▸ Task item: Write out every entry again exactly as it stands.

▸ Input for this task:
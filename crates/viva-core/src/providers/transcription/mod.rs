use crate::errors::Result;
use async_trait::async_trait;

/// Speech-to-text engine. `audio_ref` is the opaque reference handed over by
/// the upload collaborator.
#[async_trait]
pub trait Transcriber: Send + Sync {
    async fn transcribe(&self, audio_ref: &str) -> Result<String>;
    fn engine_name(&self) -> &'static str;
}

pub mod fake;
pub mod whisper;

pub use fake::FakeTranscriber;
pub use whisper::WhisperCli;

▸ Result of the task:
filename crates/viva-core/src/providers/transcription/mod.rs
use crate::errors::Result;
use async_trait::async_trait;

/// Speech-to-text engine. `audio_ref` is the opaque reference handed over by
/// the upload collaborator.
#[async_trait]
pub trait Transcriber: Send + Sync {
    async fn transcribe(&self, audio_ref: &str) -> Result<String>;
    fn engine_name(&self) -> &'static str;
}

pub mod fake;
pub mod whisper;

pub use fake::FakeTranscriber;
pub use whisper::WhisperCli;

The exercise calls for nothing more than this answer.